Top of Input material
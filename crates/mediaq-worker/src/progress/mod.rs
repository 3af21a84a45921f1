//! Progress event tracking.

pub mod reporter;
pub mod tracker;

pub use reporter::ProgressReporter;
pub use tracker::{ProgressAggregate, ProgressTracker};
impl JobQueue {
    /// Create an empty queue.
    pub fn new(max_pending: usize, capacity_per_priority: usize) -> Self {
        Self {
            state: Mutex::new(QueueState::default()),
            notify: Notify::new(),
            max_pending,
            capacity_per_priority,
        }
    }

    /// Create a queue from the `[queue]` configuration section.
    pub fn from_config(config: &QueueConfig) -> Self {
        Self::new(config.max_pending, config.capacity_per_priority)
    }

    fn lock(&self) -> MutexGuard<'_, QueueState> {
        self.state.lock().unwrap_or_else(PoisonError::into_inner)
    }

    /// Admit a `pending` job and make it visible to [`dequeue_next`].
    ///
    /// Returns the existing job id when a non-terminal job already holds
    /// the same correlation id, and `CapacityExceeded` when the queue or
    /// the job's priority band is full.
    ///
    /// [`dequeue_next`]: Self::dequeue_next
    pub fn enqueue(&self, job: Job) -> AppResult<Admission> {
        self.enqueue_with(job, |_| {})
    }

    /// Like [`enqueue`](Self::enqueue), running `on_admit` on the queued
    /// job before it becomes claimable. `on_admit` runs under the queue
    /// lock and must not call back into the queue.
    pub fn enqueue_with(
        &self,
        mut job: Job,
        on_admit: impl FnOnce(&Job),
    ) -> AppResult<Admission> {
        let mut state = self.lock();
        if let Some(existing) = state.active.get(&job.correlation_id) {
            return Ok(Admission::Existing(*existing));
        }
        if state.records.contains_key(&job.job_id) {
            return Ok(Admission::Existing(job.job_id));
        }
        if state.ready.len() >= self.max_pending {
            return Err(AppError::capacity_exceeded(format!(
                "Queue is full ({}/{} pending)",
                state.ready.len(),
                self.max_pending
            )));
        }
        let lane = job.priority.level() as usize;
        if state.ready_per_priority[lane] >= self.capacity_per_priority {
            return Err(AppError::capacity_exceeded(format!(
                "Priority '{}' is full ({}/{} pending)",
                job.priority, state.ready_per_priority[lane], self.capacity_per_priority
            )));
        }
        if job.status != JobStatus::Pending {
            return Err(AppError::internal(format!(
                "Job {} must be pending to be admitted, found '{}'",
                job.job_id, job.status
            )));
        }
        if let Err(err) = job.transition(JobStatus::Queued) {
            return Err(AppError::internal(err.to_string()));
        }

        let seq = state.next_seq;
        state.next_seq += 1;
        let record = JobRecord {
            job: job.clone(),
            seq,
            cancel: CancellationToken::new(),
            attempt_started: None,
        };
        on_admit(&job);
        state.push_ready(record.key());
        state.active.insert(job.correlation_id.clone(), job.job_id);
        state.records.insert(job.job_id, record);
        drop(state);

        self.notify.notify_one();
        Ok(Admission::Admitted(job))
    }

    /// Atomically claim the highest-priority, earliest-admitted ready job.
    ///
    /// The job moves to `running` and its attempt counter is incremented
    /// under the same lock that removed it from the ready index, so no two
    /// callers can ever claim the same job.
    pub fn dequeue_next(&self) -> Option<Claim> {
        let mut state = self.lock();
        if state.closed {
            return None;
        }
        let key = state.ready.pop_first()?;
        state.ready_per_priority[key.0.0.level() as usize] -= 1;
        let record = match state.records.get_mut(&key.2) {
            Some(record) => record,
            None => panic!("ready index references unknown job {}", key.2),
        };
        record.advance(JobStatus::Running);
        record.job.begin_attempt();
        record.attempt_started = Some(Instant::now());
        let claim = Claim {
            job: record.job.clone(),
            cancel: record.cancel.clone(),
        };
        let more = !state.ready.is_empty();
        drop(state);

        // Pass the wake-up on so another idle worker picks up the rest.
        if more {
            self.notify.notify_one();
        }
        Some(claim)
    }

    /// Stop handing out jobs. Ready jobs stay queued.
    pub fn close(&self) {
        self.lock().closed = true;
        self.notify.notify_waiters();
    }

    /// Wait until a job may be ready, or `timeout` elapses.
    pub async fn wait_for_work(&self, timeout: Duration) {
        let _ = tokio::time::timeout(timeout, self.notify.notified()).await;
    }

    /// Remove a job that has not started yet and mark it cancelled.
    ///
    /// Returns `None` if the job is unknown or not `pending`/`queued`.
    pub fn remove(&self, job_id: JobId) -> Option<Job> {
        let mut state = self.lock();
        let record = state.records.get(&job_id)?;
        if !matches!(record.job.status, JobStatus::Pending | JobStatus::Queued) {
            return None;
        }
        let key = record.key();
        record.cancel.cancel();
        state.pull_ready(&key);
        state.finish(job_id, JobStatus::Cancelled)
    }

    /// Request cancellation of a job in any non-terminal state.
    pub fn cancel(&self, job_id: JobId) -> AppResult<CancelOutcome> {
        let mut state = self.lock();
        let record = state
            .records
            .get(&job_id)
            .ok_or_else(|| AppError::not_found(format!("Job {job_id} not found")))?;
        let status = record.job.status;
        if status.is_terminal() {
            return Ok(CancelOutcome::AlreadyTerminal(status));
        }
        record.cancel.cancel();
        match status {
            JobStatus::Running => Ok(CancelOutcome::Requested),
            JobStatus::Pending | JobStatus::Queued | JobStatus::Retrying => {
                let key = record.key();
                state.pull_ready(&key);
                match state.finish(job_id, JobStatus::Cancelled) {
                    Some(job) => Ok(CancelOutcome::Cancelled(job)),
                    None => Err(AppError::not_found(format!("Job {job_id} not found"))),
                }
            }
            _ => Ok(CancelOutcome::AlreadyTerminal(status)),
        }
    }

    /// Mark a running job completed, unless it was cancelled first.
    pub fn complete(&self, job_id: JobId, result: Option<serde_json::Value>) -> Option<Settled> {
        let mut state = self.lock();
        let record = state.records.get_mut(&job_id)?;
        if record.cancel.is_cancelled() {
            return state.finish(job_id, JobStatus::Cancelled).map(Settled::Cancelled);
        }
        record.job.result = result;
        record.job.last_error = None;
        state.finish(job_id, JobStatus::Completed).map(Settled::Applied)
    }

    /// Mark a running job failed for good, unless it was cancelled first.
    pub fn fail(&self, job_id: JobId, error: JobError) -> Option<Settled> {
        let mut state = self.lock();
        let record = state.records.get_mut(&job_id)?;
        record.job.last_error = Some(error);
        if record.cancel.is_cancelled() {
            return state.finish(job_id, JobStatus::Cancelled).map(Settled::Cancelled);
        }
        state.finish(job_id, JobStatus::Failed).map(Settled::Applied)
    }

    /// Move a running job to `retrying`, unless it was cancelled first.
    pub fn mark_retrying(&self, job_id: JobId, error: JobError) -> Option<Settled> {
        let mut state = self.lock();
        let record = state.records.get_mut(&job_id)?;
        record.job.last_error = Some(error);
        if record.cancel.is_cancelled() {
            return state.finish(job_id, JobStatus::Cancelled).map(Settled::Cancelled);
        }
        record.advance(JobStatus::Retrying);
        record.attempt_started = None;
        Some(Settled::Applied(record.job.clone()))
    }

    /// End a running job as cancelled after its worker stopped it.
    ///
    /// Returns `None` if the job is unknown or already terminal.
    pub fn finish_cancelled(&self, job_id: JobId, error: Option<JobError>) -> Option<Job> {
        let mut state = self.lock();
        let record = state.records.get_mut(&job_id)?;
        if record.job.status.is_terminal() {
            return None;
        }
        if error.is_some() {
            record.job.last_error = error;
        }
        record.cancel.cancel();
        state.finish(job_id, JobStatus::Cancelled)
    }

    /// Put a `retrying` job back in the ready index at its original
    /// position. Returns `None` if the job is no longer retrying.
    pub fn readmit(&self, job_id: JobId) -> Option<Job> {
        self.readmit_with(job_id, |_| {})
    }

    /// Like [`readmit`](Self::readmit), running `on_ready` on the queued
    /// job under the lock before it becomes claimable.
    pub fn readmit_with(&self, job_id: JobId, on_ready: impl FnOnce(&Job)) -> Option<Job> {
        let mut state = self.lock();
        let record = state.records.get_mut(&job_id)?;
        if record.job.status != JobStatus::Retrying {
            return None;
        }
        record.advance(JobStatus::Queued);
        let key = record.key();
        let job = record.job.clone();
        on_ready(&job);
        state.push_ready(key);
        drop(state);

        self.notify.notify_one();
        Some(job)
    }

    /// Fail a running job whose worker crashed, bypassing the state
    /// machine check so the record cannot stay stuck in `running`.
    /// Returns `None` if the job is unknown or already terminal.
    pub fn abandon(&self, job_id: JobId, error: JobError) -> Option<Job> {
        let mut state = self.lock();
        let record = state.records.get_mut(&job_id)?;
        if record.job.status.is_terminal() {
            return None;
        }
        let key = record.key();
        let now = Utc::now();
        record.job.status = JobStatus::Failed;
        record.job.last_error = Some(error);
        record.job.completed_at = Some(now);
        record.job.updated_at = now;
        record.attempt_started = None;
        record.cancel.cancel();
        let job = record.job.clone();
        state.pull_ready(&key);
        state.release_correlation(&job);
        Some(job)
    }

    /// Snapshot of one job.
    pub fn get(&self, job_id: JobId) -> Option<Job> {
        self.lock().records.get(&job_id).map(|r| r.job.clone())
    }

    /// Snapshots of all jobs, optionally limited to one status, oldest first.
    pub fn list(&self, status: Option<JobStatus>) -> Vec<Job> {
        let state = self.lock();
        let mut records: Vec<_> = state
            .records
            .values()
            .filter(|r| status.is_none_or(|s| r.job.status == s))
            .collect();
        records.sort_by_key(|r| r.seq);
        records.into_iter().map(|r| r.job.clone()).collect()
    }

    /// Counts by status and by ready priority.
    pub fn peek_stats(&self) -> QueueCounts {
        let state = self.lock();
        let mut counts = QueueCounts {
            pending: state.ready.len(),
            total: state.records.len(),
            ..QueueCounts::default()
        };
        for status in JobStatus::ALL {
            counts.by_status.insert(status.as_str().to_string(), 0);
        }
        for record in state.records.values() {
            *counts
                .by_status
                .entry(record.job.status.as_str().to_string())
                .or_default() += 1;
        }
        for priority in JobPriority::ALL {
            counts.ready_by_priority.insert(
                priority.as_str().to_string(),
                state.ready_per_priority[priority.level() as usize],
            );
        }
        counts
    }

    /// Jobs waiting out a retry backoff.
    pub fn retrying_len(&self) -> usize {
        self.lock()
            .records
            .values()
            .filter(|r| r.job.status == JobStatus::Retrying)
            .count()
    }

    /// Ready jobs across all priorities.
    pub fn pending_len(&self) -> usize {
        self.lock().ready.len()
    }

    /// Running jobs whose current attempt started more than `threshold` ago.
    pub fn stuck(&self, threshold: Duration) -> Vec<Job> {
        let state = self.lock();
        state
            .records
            .values()
            .filter(|r| {
                r.job.status == JobStatus::Running
                    && r.attempt_started.is_some_and(|at| at.elapsed() > threshold)
            })
            .map(|r| r.job.clone())
            .collect()
    }

    /// Signal cancellation to every running job. Returns how many were
    /// signalled.
    pub fn cancel_running(&self) -> usize {
        let state = self.lock();
        let mut signalled = 0;
        for record in state.records.values() {
            if record.job.status == JobStatus::Running && !record.cancel.is_cancelled() {
                record.cancel.cancel();
                signalled += 1;
            }
        }
        signalled
    }

    /// Number of jobs currently running.
    pub fn running_len(&self) -> usize {
        self.lock()
            .records
            .values()
            .filter(|r| r.job.status == JobStatus::Running)
            .count()
    }

    /// Drop terminal records that finished more than `max_age` ago.
    pub fn purge_finished(&self, max_age: Duration) -> Vec<JobId> {
        let Some(cutoff) = chrono::Duration::from_std(max_age)
            .ok()
            .and_then(|age| Utc::now().checked_sub_signed(age))
        else {
            return Vec::new();
        };
        let mut state = self.lock();
        let expired: Vec<JobId> = state
            .records
            .values()
            .filter(|r| {
                r.job.status.is_terminal() && r.job.completed_at.is_some_and(|at| at <= cutoff)
            })
            .map(|r| r.job.job_id)
            .collect();
        for job_id in &expired {
            state.records.remove(job_id);
        }
        expired
    }
}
Bottom of Input material
■ **Work instructions**
From the beginning of the listing above down to the line with "an empty queue.", every line should be restated exactly.

■ **Exercise solution**
filename crates/mediaq-worker/src/progress/mod.rs
repository 3af21a84a45921f1
//! Progress event tracking.

pub mod reporter;
pub mod tracker;

pub use reporter::ProgressReporter;
pub use tracker::{ProgressAggregate, ProgressTracker};
impl JobQueue {
    /// Create an empty queue.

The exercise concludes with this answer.